I ask because i saw a barrel for sale listed as new , but it had 0.9 in the muzzle and 2 in the throat as it's measurements

so i was wondering if the new citron barrel on yours gauged 0,0 or if they were gut a little over in the throat 

my service grade HRA jan 1955 barrel came in 1in the muzzle 2 in the throat I don't think it saw much use but hard to say the barrel and the reciver do not match sn# so it could have been a run of replacement barrels used to rebuild the rifles after years of training in a national guard unit or lend lease 
my stock only bears the P in a circle cartouch and no other making me think it was a replacement stock


----------



## GREENCOUNTYPETE (Jul 25, 2006)

I made it out yesterday evening , the 4th of july and got to shoot it , groups are great at 25 and 50 but fell apart at 100 , witch makes me think it is my eyes and the shadowy light as we were out about 6pm half the range was in shade half in light , well that or the sweat dripping in my eyes.


----------



## ace admirer (Oct 5, 2005)

you already know this but:

is front sight/gas cylinder tight on barrel?
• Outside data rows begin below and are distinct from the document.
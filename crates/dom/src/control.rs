//! Live form-control properties, focus and text selection.
//!
//! Attributes carry the *default* state of a control; what a user typed,
//! ticked or selected lives here and does not round-trip through attributes.
//! A `None` dirty field means "follow the attribute".

use crate::document::Document;
use crate::error::DomError;
use crate::node::NodeId;

/// A text selection as a byte range, normalized so `start <= end`.
#[derive(Clone, Copy, Debug, PartialEq, Eq)]
pub struct SelectionRange {
    pub start: usize,
    pub end: usize,
}

impl SelectionRange {
    #[inline]
    pub fn new(a: usize, b: usize) -> Self {
        Self {
            start: a.min(b),
            end: a.max(b),
        }
    }

    #[inline]
    pub fn is_empty(&self) -> bool {
        self.start == self.end
    }
}

#[derive(Clone, Debug, Default, PartialEq, Eq)]
pub struct ControlState {
    pub value: Option<String>,
    pub checked: Option<bool>,
    pub selected: Option<bool>,
    pub indeterminate: bool,
    pub selection: Option<SelectionRange>,
}

impl ControlState {
    /// Drop the state that does not survive leaving the document.
    pub fn discard_interaction(&mut self) {
        self.indeterminate = false;
        self.selection = None;
    }
}

impl Document {
    /// `input` or `textarea`: elements with an editable value and selection.
    pub fn is_text_control(&self, node: NodeId) -> bool {
        self.element(node)
            .is_some_and(|element| element.is("input") || element.is("textarea"))
    }

    pub fn control_state(&self, node: NodeId) -> Option<&ControlState> {
        self.control(node)
    }

    pub fn set_control_state(&mut self, node: NodeId, state: ControlState) -> Result<(), DomError> {
        *self.control_mut(node)? = state;
        Ok(())
    }

    /// Value before any user edit: textarea content, otherwise the `value`
    /// attribute.
    pub fn default_value(&self, node: NodeId) -> String {
        if self.is_element_named(node, "textarea") {
            return self.text_content(node);
        }
        self.attribute(node, "value").unwrap_or_default().to_string()
    }

    pub fn value(&self, node: NodeId) -> String {
        match self.control(node).and_then(|state| state.value.clone()) {
            Some(value) => value,
            None => self.default_value(node),
        }
    }

    pub fn set_value(&mut self, node: NodeId, value: &str) -> Result<(), DomError> {
        let state = self.control_mut(node)?;
        state.value = Some(value.to_string());
        if let Some(range) = state.selection {
            let end = value.len();
            state.selection = Some(SelectionRange::new(range.start.min(end), range.end.min(end)));
        }
        Ok(())
    }

    pub fn checked(&self, node: NodeId) -> bool {
        self.control(node)
            .and_then(|state| state.checked)
            .unwrap_or_else(|| self.has_attribute(node, "checked"))
    }

    pub fn set_checked(&mut self, node: NodeId, checked: bool) -> Result<(), DomError> {
        self.control_mut(node)?.checked = Some(checked);
        Ok(())
    }

    pub fn selected(&self, node: NodeId) -> bool {
        self.control(node)
            .and_then(|state| state.selected)
            .unwrap_or_else(|| self.has_attribute(node, "selected"))
    }

    pub fn set_selected(&mut self, node: NodeId, selected: bool) -> Result<(), DomError> {
        self.control_mut(node)?.selected = Some(selected);
        Ok(())
    }

    /// Reflects the `disabled` attribute.
    pub fn disabled(&self, node: NodeId) -> bool {
        self.has_attribute(node, "disabled")
    }

    pub fn set_disabled(&mut self, node: NodeId, disabled: bool) -> Result<(), DomError> {
        if disabled {
            self.set_attribute(node, "disabled", "")
        } else {
            self.remove_attribute(node, "disabled").map(|_| ())
        }
    }

    pub fn indeterminate(&self, node: NodeId) -> bool {
        self.control(node).is_some_and(|state| state.indeterminate)
    }

    pub fn set_indeterminate(&mut self, node: NodeId, value: bool) -> Result<(), DomError> {
        self.control_mut(node)?.indeterminate = value;
        Ok(())
    }

    pub fn selection_range(&self, node: NodeId) -> Option<SelectionRange> {
        self.control(node).and_then(|state| state.selection)
    }

    pub fn set_selection_range(&mut self, node: NodeId, range: SelectionRange) -> Result<(), DomError> {
        if !self.is_text_control(node) {
            return Err(DomError::NotAnElement(node));
        }
        let end = self.value(node).len();
        self.control_mut(node)?.selection =
            Some(SelectionRange::new(range.start.min(end), range.end.min(end)));
        Ok(())
    }

    /// Focus a connected element. Returns whether focus moved to it.
    pub fn focus(&mut self, node: NodeId) -> bool {
        if self.element(node).is_none() || !self.is_connected(node) {
            return false;
        }
        self.focused = Some(node);
        true
    }

    pub fn blur(&mut self) {
        self.focused = None;
    }

    pub fn active_element(&self) -> Option<NodeId> {
        self.focused
    }

    /// Whether the focused element sits in `scope` (inclusive).
    pub fn contains_focus(&self, scope: NodeId) -> bool {
        self.focused
            .is_some_and(|focused| self.contains(scope, focused))
    }

    pub(crate) fn discard_interaction_state(&mut self, scope: NodeId) {
        if self.contains_focus(scope) {
            self.focused = None;
        }
        let nodes: Vec<NodeId> = self.inclusive_descendants(scope).collect();
        for node in nodes {
            if let Ok(state) = self.control_mut(node) {
                state.discard_interaction();
            }
        }
    }
}

#[cfg(test)]
mod tests {
    use super::*;

    fn connected_input(doc: &mut Document) -> NodeId {
        let input = doc.create_element("input");
        let root = doc.root();
        doc.append_child(root, input).expect("append");
        input
    }

    #[test]
    fn dirty_value_overrides_attribute() {
        let mut doc = Document::new();
        let input = connected_input(&mut doc);
        doc.set_attribute(input, "value", "a").expect("attr");
        assert_eq!(doc.value(input), "a");
        doc.set_value(input, "typed").expect("value");
        assert_eq!(doc.value(input), "typed");
        assert_eq!(doc.attribute(input, "value"), Some("a"));
    }

    #[test]
    fn textarea_default_value_is_its_text() {
        let mut doc = Document::new();
        let textarea = doc.create_element("textarea");
        let text = doc.create_text("hello");
        doc.append_child(textarea, text).expect("append");
        assert_eq!(doc.default_value(textarea), "hello");
        assert_eq!(doc.value(textarea), "hello");
    }

    #[test]
    fn checked_follows_attribute_until_dirty() {
        let mut doc = Document::new();
        let input = connected_input(&mut doc);
        doc.set_attribute(input, "checked", "").expect("attr");
        assert!(doc.checked(input));
        doc.set_checked(input, false).expect("checked");
        assert!(!doc.checked(input));
        assert!(doc.has_attribute(input, "checked"));
    }

    #[test]
    fn disabled_reflects_attribute() {
        let mut doc = Document::new();
        let input = connected_input(&mut doc);
        doc.set_disabled(input, true).expect("disable");
        assert_eq!(doc.attribute(input, "disabled"), Some(""));
        doc.set_disabled(input, false).expect("enable");
        assert!(!doc.disabled(input));
    }

    #[test]
    fn focus_requires_a_connected_element() {
        let mut doc = Document::new();
        let loose = doc.create_element("input");
        assert!(!doc.focus(loose));
        let input = connected_input(&mut doc);
        assert!(doc.focus(input));
        assert_eq!(doc.active_element(), Some(input));
    }

    #[test]
    fn leaving_the_document_discards_interaction_state() {
        let mut doc = Document::new();
        let input = connected_input(&mut doc);
        doc.set_value(input, "hello").expect("value");
        doc.set_indeterminate(input, true).expect("indeterminate");
        doc.set_selection_range(input, SelectionRange::new(1, 3))
            .expect("select");
        doc.focus(input);

        let holder = doc.create_element("div");
        doc.append_child(holder, input).expect("park");

        assert_eq!(doc.active_element(), None);
        assert!(!doc.indeterminate(input));
        assert_eq!(doc.selection_range(input), None);
        assert_eq!(doc.value(input), "hello");
    }

    #[test]
    fn connected_moves_keep_interaction_state() {
        let mut doc = Document::new();
        let root = doc.root();
        let section = doc.create_element("section");
        doc.append_child(root, section).expect("append");
        let input = connected_input(&mut doc);
        doc.set_indeterminate(input, true).expect("indeterminate");
        doc.focus(input);

        doc.append_child(section, input).expect("move");

        assert!(doc.indeterminate(input));
        assert_eq!(doc.active_element(), Some(input));
    }

    #[test]
    fn selection_is_clamped_to_value() {
        let mut doc = Document::new();
        let input = connected_input(&mut doc);
        doc.set_value(input, "abc").expect("value");
        doc.set_selection_range(input, SelectionRange::new(9, 1))
            .expect("select");
        assert_eq!(doc.selection_range(input), Some(SelectionRange::new(1, 3)));
        let div = doc.create_element("div");
        assert!(doc.set_selection_range(div, SelectionRange::new(0, 0)).is_err());
    }
}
opp rod not striking middle stock band?

rear sight elevation ratchet tight enough to not be moved by thumb pressure pressing down on it 

action tight in stock 

front stacking loop screw tight enough to prevent movement 

then basics

fingers away from opp rod area when firing. 

gooood cheek weld 

six o'clock or center of mass hold?


----------



## GREENCOUNTYPETE (Jul 25, 2006)

ace admirer said:


> you already know this but:
> 
> is front sight/gas cylinder tight on barrel?
> 
> ...


6 oclock hold 

gas plug was about a 1/4 turn loose when i just checked it, the gas plug tool just came today , and the stacking swivel was flopping back and forth, the op rod shows no sign of rubbing , stock is tight to action no play, sight is tight 

i think it was me and and a new gun , and sweat dripping in my eyes , bad light and target with bad contrast 

i didn't shoot much last night , just wanted to get out on the 4th for some shooting, I need to head out and test some of my cast reloads tomorrow morning with good light 


the good new was my cast loads shot as well as the American Eagle ammo at 50 yards , but didn't lock back the bolt , this next batch I added 2gr more and am hoping for lock back.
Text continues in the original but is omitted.